Death without fanfare: Many mall tenants simply choosing not to renew leases

Nearly 40 percent of in-line stores left spaces without a formal announcement: report

Vacant mall (Credit: Wikimedia Commons)

It’s real estate’s equivalent of dying gracefully.

A high number of mall tenants are choosing to quietly bow out of their space at the end of a lease, instead of breaking it.

A report by the Advisory Group at Green Street Advisors found that 979 of 2,468 in-line retail stores (non-anchor tenants) that closed in 2017 chose to do so quietly by not announcing their closure and simply not renewing leases. That’s in contrast to “doing something a bit more aggressive” like breaking a lease, Green Street ‘s Jim Sullivan told Bloomberg.

The study looked at the top 25 national in-line retailers closing retail locations.
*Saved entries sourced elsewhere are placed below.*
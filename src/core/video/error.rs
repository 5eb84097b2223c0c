use thiserror::Error;

#[derive(Debug, Error)]
pub enum CaptureError {
    #[error("Video has zero dimension: {width}x{height}")]
    ZeroDimension { width: u32, height: u32 },
    #[error("Frame not decoded yet")]
    NotDecoded,
    #[error("Frame buffer size mismatch: expected {expected} bytes, got {actual}")]
    BufferSize { expected: usize, actual: usize },
    #[error("Host capture failed: {0}")]
    Host(String),
}
//! 配置存储 - 键值存储 + 变更通知

use super::{
    ConfigError, ConfigPatch, EngineConfig, DEFAULT_BASE_FADE_TIME_MS, DEFAULT_ENABLED,
    DEFAULT_SENSITIVITY, ENGINE_KEYS, KEY_BASE_FADE_TIME_MS, KEY_ENABLED, KEY_SENSITIVITY,
};
use log::{debug, info};
use serde::{Deserialize, Serialize};
use serde_json::{json, Value};
use std::collections::HashMap;
use std::sync::mpsc::{self, Receiver, TryRecvError};
use std::sync::{Mutex, MutexGuard, PoisonError};

/// 单个键的变更，`newValue` 缺失表示键被删除
#[derive(Debug, Clone, Default, PartialEq, Serialize, Deserialize)]
#[serde(rename_all = "camelCase")]
pub struct StorageChange {
    #[serde(default, skip_serializing_if = "Option::is_none")]
    pub old_value: Option<Value>,
    #[serde(default, skip_serializing_if = "Option::is_none")]
    pub new_value: Option<Value>,
}

pub type StorageChanges = HashMap<String, StorageChange>;

pub type ChangeListener = Box<dyn Fn(&StorageChanges) + Send + Sync>;

pub trait ConfigStore: Send + Sync {
    /// Missing keys are simply absent from the result.
    fn get(&self, keys: &[&str]) -> HashMap<String, Value>;

    fn set(&self, values: HashMap<String, Value>);

    fn on_change(&self, listener: ChangeListener);
}

/// In-memory store with the same change semantics as the browser's local storage area.
pub struct MemoryConfigStore {
    values: Mutex<HashMap<String, Value>>,
    listeners: Mutex<Vec<ChangeListener>>,
}

impl MemoryConfigStore {
    pub fn new() -> Self {
        Self {
            values: Mutex::new(HashMap::new()),
            listeners: Mutex::new(Vec::new()),
        }
    }

    /// Seeds the store from a JSON5 settings document such as
    /// `{ enabled: true, sensitivity: 70 }`.
    pub fn from_json5(document: &str) -> Result<Self, ConfigError> {
        let parsed: Value = json5::from_str(document)?;
        let Value::Object(map) = parsed else {
            return Err(ConfigError::NotAnObject);
        };

        let store = Self::new();
        store.lock_values().extend(map);
        Ok(store)
    }

    /// 安装时写入默认值，已有的键保持不变
    pub fn install_defaults(&self) {
        let defaults = [
            (KEY_ENABLED, json!(DEFAULT_ENABLED)),
            (KEY_SENSITIVITY, json!(DEFAULT_SENSITIVITY)),
            (KEY_BASE_FADE_TIME_MS, json!(DEFAULT_BASE_FADE_TIME_MS as u64)),
        ];

        let missing: HashMap<String, Value> = {
            let values = self.lock_values();
            defaults
                .into_iter()
                .filter(|(key, _)| !values.contains_key(*key))
                .map(|(key, value)| (key.to_string(), value))
                .collect()
        };

        if !missing.is_empty() {
            info!("📦 Installing {} default setting(s)", missing.len());
            self.set(missing);
        }
    }

    pub fn snapshot(&self) -> HashMap<String, Value> {
        self.lock_values().clone()
    }

    fn lock_values(&self) -> MutexGuard<'_, HashMap<String, Value>> {
        self.values.lock().unwrap_or_else(PoisonError::into_inner)
    }
}

impl Default for MemoryConfigStore {
    fn default() -> Self {
        Self::new()
    }
}

impl ConfigStore for MemoryConfigStore {
    fn get(&self, keys: &[&str]) -> HashMap<String, Value> {
        let values = self.lock_values();
        keys.iter()
            .filter_map(|key| values.get(*key).map(|v| (key.to_string(), v.clone())))
            .collect()
    }

    fn set(&self, values: HashMap<String, Value>) {
        let changes: StorageChanges = {
            let mut current = self.lock_values();
            let mut changes = StorageChanges::new();
            for (key, value) in values {
                let old_value = current.insert(key.clone(), value.clone());
                if old_value.as_ref() != Some(&value) {
                    changes.insert(
                        key,
                        StorageChange {
                            old_value,
                            new_value: Some(value),
                        },
                    );
                }
            }
            changes
        };

        if changes.is_empty() {
            return;
        }

        debug!("Store changed: {:?}", changes.keys().collect::<Vec<_>>());
        let listeners = self.listeners.lock().unwrap_or_else(PoisonError::into_inner);
        for listener in listeners.iter() {
            listener(&changes);
        }
    }

    fn on_change(&self, listener: ChangeListener) {
        self.listeners
            .lock()
            .unwrap_or_else(PoisonError::into_inner)
            .push(listener);
    }
}

/// 将存储的变更通知转为配置增量，由 tick 循环在每次 tick 前统一应用
pub struct ConfigFeed {
    rx: Receiver<ConfigPatch>,
}

impl ConfigFeed {
    /// Registers on the store, then reads the startup values. Returns the
    /// initial config together with the feed for later changes.
    pub fn subscribe(store: &dyn ConfigStore) -> (EngineConfig, Self) {
        let (tx, rx) = mpsc::channel::<ConfigPatch>();
        store.on_change(Box::new(move |changes: &StorageChanges| {
            let patch = ConfigPatch::from_changes(changes);
            if !patch.is_empty() {
                // receiver gone means the engine was dropped
                let _ = tx.send(patch);
            }
        }));

        let config = EngineConfig::from_stored(&store.get(&ENGINE_KEYS));
        (config, Self { rx })
    }

    /// Applies every pending patch in arrival order. Returns true when the
    /// config changed.
    pub fn apply_pending(&self, config: &mut EngineConfig) -> bool {
        let mut changed = false;
        loop {
            match self.rx.try_recv() {
                Ok(patch) => changed |= config.apply_patch(&patch),
                Err(TryRecvError::Empty) | Err(TryRecvError::Disconnected) => break,
            }
        }
        changed
    }
}
//! 淡化事件上报（无确认、无投递保证）

use crate::core::config::{ConfigStore, KEY_FADED_VIDEOS_COUNT};
use log::debug;
use serde::{Deserialize, Serialize};
use serde_json::{json, Value};
use std::collections::HashMap;
use std::sync::mpsc::{self, Receiver, Sender};
use std::sync::Arc;

#[derive(Debug, Clone, Copy, PartialEq, Eq, Serialize, Deserialize)]
pub enum EngineEvent {
    #[serde(rename = "FADE_EVENT")]
    FadeEvent,
}

pub trait TelemetrySink: Send {
    fn emit(&self, event: EngineEvent);
}

pub struct NoopTelemetry;

impl TelemetrySink for NoopTelemetry {
    fn emit(&self, _event: EngineEvent) {}
}

/// Forwards events to another thread; a dropped receiver silently discards them.
pub struct ChannelTelemetry {
    tx: Sender<EngineEvent>,
}

impl ChannelTelemetry {
    pub fn new() -> (Self, Receiver<EngineEvent>) {
        let (tx, rx) = mpsc::channel();
        (Self { tx }, rx)
    }
}

impl TelemetrySink for ChannelTelemetry {
    fn emit(&self, event: EngineEvent) {
        let _ = self.tx.send(event);
    }
}

/// 在配置存储中累计被淡化的视频数
pub struct FadeEventCounter {
    store: Arc<dyn ConfigStore>,
}

impl FadeEventCounter {
    pub fn new(store: Arc<dyn ConfigStore>) -> Self {
        Self { store }
    }

    pub fn count(&self) -> u64 {
        read_count(&self.store.get(&[KEY_FADED_VIDEOS_COUNT]))
    }
}

impl TelemetrySink for FadeEventCounter {
    fn emit(&self, event: EngineEvent) {
        match event {
            EngineEvent::FadeEvent => {
                let count = self.count() + 1;
                debug!("Faded videos: {}", count);
                self.store.set(HashMap::from([(
                    KEY_FADED_VIDEOS_COUNT.to_string(),
                    json!(count),
                )]));
            }
        }
    }
}

fn read_count(values: &HashMap<String, Value>) -> u64 {
    values
        .get(KEY_FADED_VIDEOS_COUNT)
        .and_then(|v| v.as_u64().or_else(|| v.as_f64().map(|f| f.max(0.0) as u64)))
        .unwrap_or(0)
}
pub mod fade;
pub mod models;
use crate::core::fade::VideoSurface;
use crate::core::video::{CaptureError, FrameSample, FrameSource, PlaybackState, VideoHandle};
use serde::{Deserialize, Serialize};
use std::sync::{Arc, Mutex, MutexGuard, PoisonError};

/// 宿主在每个 tick 传入的视频元素快照
#[derive(Debug, Clone, Serialize, Deserialize)]
#[serde(rename_all = "camelCase")]
pub struct HostVideoFrame {
    /// 宿主侧元素标识，同一个元素在不同 tick 之间保持不变
    pub id: String,
    pub src: Option<String>,
    pub paused: bool,
    pub ended: bool,
    pub playback_rate: f64,
    /// RGBA8，`width * height * 4` 字节
    pub rgba: Option<Vec<u8>>,
    /// 相机/解码器直出的亮度平面，`width * height` 字节
    pub y_plane: Option<Vec<u8>>,
    pub width: u32,
    pub height: u32,
}

/// 宿主本次需要写回视频元素的属性，`None` 表示保持不变
#[derive(Debug, Clone, PartialEq, Serialize, Deserialize)]
#[serde(rename_all = "camelCase")]
pub struct AppliedFade {
    /// 目标元素；空闲 tick 时是上一次的视频
    pub video_id: Option<String>,
    pub filter: Option<String>,
    pub playback_rate: Option<f64>,
    pub preserves_pitch: Option<bool>,
    pub fade_level: f64,
}

#[derive(Debug, Default)]
struct SurfaceWrites {
    filter: Option<String>,
    playback_rate: Option<f64>,
    preserves_pitch: Option<bool>,
}

struct HostVideoInner {
    frame: HostVideoFrame,
    /// 快照中的速率或本 tick 写入的速率；写入被取走后宿主可能已重置，视为未知
    rate: Option<f64>,
    writes: SurfaceWrites,
}

/// 引擎看到的视频句柄：读取快照，记录写入，由桥接层在 tick 结束后取走
#[derive(Clone)]
pub struct HostVideo {
    inner: Arc<Mutex<HostVideoInner>>,
}

impl HostVideo {
    pub fn new(frame: HostVideoFrame) -> Self {
        let rate = Some(frame.playback_rate).filter(|r| r.is_finite());
        Self {
            inner: Arc::new(Mutex::new(HostVideoInner {
                frame,
                rate,
                writes: SurfaceWrites::default(),
            })),
        }
    }

    fn lock(&self) -> MutexGuard<'_, HostVideoInner> {
        self.inner.lock().unwrap_or_else(PoisonError::into_inner)
    }

    pub fn id(&self) -> String {
        self.lock().frame.id.clone()
    }

    /// Drains the writes recorded since the last call.
    pub fn take_applied(&self, fade_level: f64) -> AppliedFade {
        let mut inner = self.lock();
        let writes = std::mem::take(&mut inner.writes);
        inner.rate = None;
        AppliedFade {
            video_id: Some(inner.frame.id.clone()),
            filter: writes.filter,
            playback_rate: writes.playback_rate,
            preserves_pitch: writes.preserves_pitch,
            fade_level,
        }
    }
}

impl VideoHandle for HostVideo {
    fn same_element(&self, other: &Self) -> bool {
        Arc::ptr_eq(&self.inner, &other.inner) || self.id() == other.id()
    }

    fn current_src(&self) -> Option<String> {
        self.lock().frame.src.clone()
    }

    fn playback_state(&self) -> PlaybackState {
        let inner = self.lock();
        if inner.frame.ended {
            PlaybackState::Ended
        } else if inner.frame.paused {
            PlaybackState::Paused
        } else {
            PlaybackState::Playing
        }
    }
}

impl FrameSource for HostVideo {
    fn draw_frame(
        &self,
        width: u32,
        height: u32,
        rgba: &mut Vec<u8>,
    ) -> Result<(u32, u32), CaptureError> {
        let inner = self.lock();
        let frame = &inner.frame;
        if frame.width == 0 || frame.height == 0 {
            return Err(CaptureError::ZeroDimension {
                width: frame.width,
                height: frame.height,
            });
        }

        if let Some(data) = &frame.rgba {
            rgba.extend_from_slice(data);
            return Ok((frame.width, frame.height));
        }

        // 亮度平面先按块下采样，再展开成灰度 RGBA
        let y_plane = frame.y_plane.as_deref().ok_or(CaptureError::NotDecoded)?;
        let sample = FrameSample::from_y_plane(y_plane, frame.width, frame.height, width, height)?;
        rgba.reserve(sample.luma().len() * 4);
        for &y in sample.luma() {
            let v = y.round().clamp(0.0, 255.0) as u8;
            rgba.extend_from_slice(&[v, v, v, 255]);
        }
        Ok((width, height))
    }
}

impl VideoSurface for HostVideo {
    fn set_filter(&self, filter: &str) {
        self.lock().writes.filter = Some(filter.to_string());
    }

    fn playback_rate(&self) -> Option<f64> {
        self.lock().rate
    }

    fn set_playback_rate(&self, rate: f64) {
        let mut inner = self.lock();
        inner.rate = Some(rate);
        inner.writes.playback_rate = Some(rate);
    }

    fn set_preserves_pitch(&self, preserve: bool) {
        self.lock().writes.preserves_pitch = Some(preserve);
    }
}
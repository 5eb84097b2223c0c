//! 淡化参数映射与应用
//!
//! 宿主页面会不断重置内联样式和播放速率，所以每个 tick 都要重新写入。

use crate::core::config::EngineConfig;
use serde::{Deserialize, Serialize};

/// 与当前速率差距不超过该值时不再写入，避免触发宿主的 ratechange 处理
pub const RATE_EPSILON: f64 = 0.01;
pub const DEFAULT_PLAYBACK_RATE: f64 = 1.0;

#[derive(Debug, Clone, Copy, PartialEq, Serialize, Deserialize)]
#[serde(rename_all = "camelCase")]
pub struct FadeParams {
    pub grayscale_pct: f64,
    pub contrast_pct: f64,
    pub playback_rate: f64,
}

impl FadeParams {
    pub fn identity() -> Self {
        Self {
            grayscale_pct: 0.0,
            contrast_pct: 100.0,
            playback_rate: DEFAULT_PLAYBACK_RATE,
        }
    }

    pub fn for_level(level: f64, config: &EngineConfig) -> Self {
        let level = if level.is_finite() {
            level.clamp(0.0, 1.0)
        } else {
            0.0
        };
        Self {
            grayscale_pct: level * config.max_grayscale_pct,
            contrast_pct: 100.0 - level * config.max_contrast_drop_pct,
            playback_rate: DEFAULT_PLAYBACK_RATE
                - level * (DEFAULT_PLAYBACK_RATE - config.min_playback_rate),
        }
    }

    pub fn is_identity(&self) -> bool {
        *self == Self::identity()
    }

    pub fn css_filter(&self) -> String {
        format!(
            "grayscale({}%) contrast({}%)",
            self.grayscale_pct, self.contrast_pct
        )
    }
}

/// 宿主视频元素上可写的视觉/音频属性
pub trait VideoSurface {
    /// An empty string clears the filter.
    fn set_filter(&self, filter: &str);

    /// `None` when the live rate is not known; the target rate is then
    /// always written.
    fn playback_rate(&self) -> Option<f64>;

    fn set_playback_rate(&self, rate: f64);

    fn supports_preserves_pitch(&self) -> bool {
        true
    }

    fn set_preserves_pitch(&self, preserve: bool);
}

#[derive(Debug, Clone, Copy, PartialEq)]
pub struct ApplyReport {
    pub params: FadeParams,
    pub rate_changed: bool,
}

pub struct FadeApplicator {
    rate_epsilon: f64,
}

impl FadeApplicator {
    pub fn new() -> Self {
        Self {
            rate_epsilon: RATE_EPSILON,
        }
    }

    pub fn apply<S: VideoSurface + ?Sized>(
        &self,
        surface: &S,
        level: f64,
        config: &EngineConfig,
    ) -> ApplyReport {
        let params = FadeParams::for_level(level, config);

        surface.set_filter(&params.css_filter());

        if !params.is_identity() && surface.supports_preserves_pitch() {
            surface.set_preserves_pitch(false);
        }

        let rate_changed = surface
            .playback_rate()
            .map_or(true, |current| (current - params.playback_rate).abs() > self.rate_epsilon);
        if rate_changed {
            surface.set_playback_rate(params.playback_rate);
        }

        ApplyReport {
            params,
            rate_changed,
        }
    }

    pub fn reset<S: VideoSurface + ?Sized>(&self, surface: &S) {
        surface.set_filter("");
        surface.set_playback_rate(DEFAULT_PLAYBACK_RATE);
        if surface.supports_preserves_pitch() {
            surface.set_preserves_pitch(true);
        }
    }
}

impl Default for FadeApplicator {
    fn default() -> Self {
        Self::new()
    }
}
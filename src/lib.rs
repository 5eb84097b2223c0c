pub mod api;
pub mod core;

pub fn init_logging() {
    #[cfg(target_os = "android")]
    {
        android_logger::init_once(
            android_logger::Config::default()
                .with_max_level(log::LevelFilter::Debug)
                .with_tag("neuro_fade"),
        );
    }

    #[cfg(not(target_os = "android"))]
    {
        // desktop hosts install their own `log` backend
    }
}
pub mod fade;
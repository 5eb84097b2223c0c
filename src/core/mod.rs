pub mod config;
pub mod fade;
pub mod scheduler;
pub mod telemetry;
pub mod video;
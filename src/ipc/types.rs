use std::path::{Path, PathBuf};

use rusqlite::Connection;
use serde::Deserialize;
use serde_json::Value;

/// One line of the stdin protocol.
#[derive(Debug, Deserialize, Clone)]
pub struct Request {
    pub id: String,
    pub method: String,
    #[serde(default)]
    pub params: Value,
}

impl Request {
    /// Param value, treating an explicit `null` like an absent key.
    pub fn param(&self, key: &str) -> Option<&Value> {
        self.params.get(key).filter(|v| !v.is_null())
    }
}

/// Sidecar session state. A workspace is selected once and its connection
/// is reused for every later request.
#[derive(Default)]
pub struct AppState {
    pub workspace: Option<PathBuf>,
    pub db: Option<Connection>,
}

impl AppState {
    pub fn select_workspace(&mut self, path: &Path, conn: Connection) {
        self.workspace = Some(path.to_path_buf());
        self.db = Some(conn);
    }

    pub fn workspace_path(&self) -> Option<String> {
        self.workspace
            .as_ref()
            .map(|p| p.to_string_lossy().to_string())
    }
}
The closure of in-line tenants can be a bellwether of financial problems at a property, Sullivan said, because they typically pay higher rents than anchor tenants, which are seen more as a customer draw than a revenue generator.

Leading the exodus are women’s fashion retailers Wet Seal (closed 204 stores), BCBG (closed 200 stores), and The Limited (closed 196 stores). Those quietly leaving spaces without announcements include Stride Rite and Hallmark, which together closed 261 locations last year, according to the report.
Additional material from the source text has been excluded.